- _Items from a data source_
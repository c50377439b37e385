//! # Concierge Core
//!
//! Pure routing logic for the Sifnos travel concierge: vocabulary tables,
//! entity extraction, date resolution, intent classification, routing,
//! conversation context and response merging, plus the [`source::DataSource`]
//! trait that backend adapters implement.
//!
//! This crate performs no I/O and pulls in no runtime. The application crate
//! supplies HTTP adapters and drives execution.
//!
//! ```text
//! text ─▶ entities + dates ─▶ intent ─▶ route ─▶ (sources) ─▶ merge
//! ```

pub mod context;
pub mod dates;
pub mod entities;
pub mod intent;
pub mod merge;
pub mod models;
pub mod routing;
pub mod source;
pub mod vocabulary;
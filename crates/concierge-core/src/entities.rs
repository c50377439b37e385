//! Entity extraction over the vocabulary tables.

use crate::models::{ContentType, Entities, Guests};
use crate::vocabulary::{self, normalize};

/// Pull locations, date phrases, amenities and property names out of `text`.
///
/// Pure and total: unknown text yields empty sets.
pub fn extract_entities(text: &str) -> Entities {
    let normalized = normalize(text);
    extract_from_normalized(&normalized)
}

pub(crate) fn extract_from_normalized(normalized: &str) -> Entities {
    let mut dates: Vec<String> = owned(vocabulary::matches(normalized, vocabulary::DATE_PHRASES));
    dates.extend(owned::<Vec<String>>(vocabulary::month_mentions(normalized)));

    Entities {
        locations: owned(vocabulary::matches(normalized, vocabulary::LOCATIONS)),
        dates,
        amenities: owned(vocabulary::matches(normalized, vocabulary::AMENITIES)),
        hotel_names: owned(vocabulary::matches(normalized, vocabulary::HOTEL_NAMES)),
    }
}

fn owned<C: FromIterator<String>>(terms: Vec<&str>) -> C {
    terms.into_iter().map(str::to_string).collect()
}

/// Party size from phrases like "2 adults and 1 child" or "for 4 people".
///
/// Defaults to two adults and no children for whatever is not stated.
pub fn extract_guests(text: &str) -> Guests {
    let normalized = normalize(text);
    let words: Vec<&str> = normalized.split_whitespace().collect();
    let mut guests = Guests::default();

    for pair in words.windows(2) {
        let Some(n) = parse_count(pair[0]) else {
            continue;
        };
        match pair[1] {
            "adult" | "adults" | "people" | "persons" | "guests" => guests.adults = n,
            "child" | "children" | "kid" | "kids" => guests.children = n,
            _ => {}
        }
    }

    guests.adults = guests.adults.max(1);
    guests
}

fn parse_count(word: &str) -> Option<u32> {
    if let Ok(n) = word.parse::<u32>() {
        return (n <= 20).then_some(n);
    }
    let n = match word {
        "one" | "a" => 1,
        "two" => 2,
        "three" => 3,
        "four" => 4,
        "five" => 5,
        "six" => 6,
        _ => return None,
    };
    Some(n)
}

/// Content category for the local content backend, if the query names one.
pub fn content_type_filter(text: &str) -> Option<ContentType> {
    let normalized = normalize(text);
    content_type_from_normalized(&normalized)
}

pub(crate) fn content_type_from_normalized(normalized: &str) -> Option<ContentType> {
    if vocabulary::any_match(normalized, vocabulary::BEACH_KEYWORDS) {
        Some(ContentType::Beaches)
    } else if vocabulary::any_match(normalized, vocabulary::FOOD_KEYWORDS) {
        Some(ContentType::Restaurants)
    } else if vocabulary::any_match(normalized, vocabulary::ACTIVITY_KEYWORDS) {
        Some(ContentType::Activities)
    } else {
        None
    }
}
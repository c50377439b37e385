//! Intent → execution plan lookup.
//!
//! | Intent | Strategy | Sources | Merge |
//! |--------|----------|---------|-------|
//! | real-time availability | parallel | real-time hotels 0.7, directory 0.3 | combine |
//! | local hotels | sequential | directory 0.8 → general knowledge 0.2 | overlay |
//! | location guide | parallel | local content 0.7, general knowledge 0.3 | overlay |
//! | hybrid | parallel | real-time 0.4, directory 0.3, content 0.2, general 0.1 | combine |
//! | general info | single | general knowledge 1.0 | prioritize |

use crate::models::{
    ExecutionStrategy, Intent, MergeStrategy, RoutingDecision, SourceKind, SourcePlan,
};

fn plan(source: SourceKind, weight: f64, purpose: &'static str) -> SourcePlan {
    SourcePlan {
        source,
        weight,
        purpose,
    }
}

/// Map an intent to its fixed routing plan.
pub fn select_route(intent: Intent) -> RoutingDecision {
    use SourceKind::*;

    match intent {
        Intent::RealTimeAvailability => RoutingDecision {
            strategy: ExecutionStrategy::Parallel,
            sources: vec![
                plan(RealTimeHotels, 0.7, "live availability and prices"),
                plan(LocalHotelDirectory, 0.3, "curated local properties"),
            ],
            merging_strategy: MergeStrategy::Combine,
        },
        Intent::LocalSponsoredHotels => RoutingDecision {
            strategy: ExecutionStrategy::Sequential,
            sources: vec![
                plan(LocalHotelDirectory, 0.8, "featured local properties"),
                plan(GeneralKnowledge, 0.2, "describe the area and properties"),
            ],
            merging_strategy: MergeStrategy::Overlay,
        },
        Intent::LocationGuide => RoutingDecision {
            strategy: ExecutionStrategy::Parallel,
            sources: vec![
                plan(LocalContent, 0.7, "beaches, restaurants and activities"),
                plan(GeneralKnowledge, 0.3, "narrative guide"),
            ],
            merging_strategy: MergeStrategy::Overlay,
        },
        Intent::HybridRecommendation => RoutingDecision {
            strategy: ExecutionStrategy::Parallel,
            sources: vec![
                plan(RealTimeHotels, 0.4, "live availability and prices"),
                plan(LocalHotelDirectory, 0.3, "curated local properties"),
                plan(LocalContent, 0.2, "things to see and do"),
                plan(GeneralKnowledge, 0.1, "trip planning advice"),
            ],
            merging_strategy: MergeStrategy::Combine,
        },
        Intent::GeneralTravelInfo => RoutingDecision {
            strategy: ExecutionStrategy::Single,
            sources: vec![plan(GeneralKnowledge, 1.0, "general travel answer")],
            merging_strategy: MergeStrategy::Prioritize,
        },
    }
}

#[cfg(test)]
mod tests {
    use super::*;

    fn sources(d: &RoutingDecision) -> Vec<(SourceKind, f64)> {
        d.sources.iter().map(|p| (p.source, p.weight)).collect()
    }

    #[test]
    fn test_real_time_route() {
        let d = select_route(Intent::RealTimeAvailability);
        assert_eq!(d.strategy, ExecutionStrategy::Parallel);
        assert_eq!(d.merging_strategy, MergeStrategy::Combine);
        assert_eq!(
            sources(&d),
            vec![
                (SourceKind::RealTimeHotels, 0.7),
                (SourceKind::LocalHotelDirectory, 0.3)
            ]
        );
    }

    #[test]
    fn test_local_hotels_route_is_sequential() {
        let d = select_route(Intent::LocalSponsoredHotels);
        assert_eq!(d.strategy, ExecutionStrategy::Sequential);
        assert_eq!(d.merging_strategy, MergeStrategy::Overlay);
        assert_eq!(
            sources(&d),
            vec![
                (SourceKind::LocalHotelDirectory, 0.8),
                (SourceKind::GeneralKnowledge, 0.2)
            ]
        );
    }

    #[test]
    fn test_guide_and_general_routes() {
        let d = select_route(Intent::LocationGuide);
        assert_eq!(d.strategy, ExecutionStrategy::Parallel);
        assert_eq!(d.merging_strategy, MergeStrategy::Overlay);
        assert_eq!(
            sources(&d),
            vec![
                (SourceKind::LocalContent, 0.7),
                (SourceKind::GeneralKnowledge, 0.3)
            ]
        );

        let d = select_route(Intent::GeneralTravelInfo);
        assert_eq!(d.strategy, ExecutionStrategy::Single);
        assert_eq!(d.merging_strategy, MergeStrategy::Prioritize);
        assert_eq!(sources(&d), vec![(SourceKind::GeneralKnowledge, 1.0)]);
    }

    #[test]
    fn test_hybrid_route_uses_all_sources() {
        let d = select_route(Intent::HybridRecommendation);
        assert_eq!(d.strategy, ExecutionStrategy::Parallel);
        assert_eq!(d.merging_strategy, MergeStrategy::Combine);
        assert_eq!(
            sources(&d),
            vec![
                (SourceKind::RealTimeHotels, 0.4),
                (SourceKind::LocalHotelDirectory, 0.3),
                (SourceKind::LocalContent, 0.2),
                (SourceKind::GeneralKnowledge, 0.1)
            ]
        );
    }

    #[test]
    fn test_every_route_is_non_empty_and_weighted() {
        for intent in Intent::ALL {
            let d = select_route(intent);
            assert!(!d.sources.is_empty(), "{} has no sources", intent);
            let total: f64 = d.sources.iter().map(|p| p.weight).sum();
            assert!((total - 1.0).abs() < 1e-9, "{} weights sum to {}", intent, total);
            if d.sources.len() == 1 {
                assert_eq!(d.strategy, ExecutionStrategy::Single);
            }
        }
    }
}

- _Exercise requirements_
Taking the records above as a whole, work out how many of their lines hold the word "adults". The reply should be that number alone.

- _Solution for this problem_
4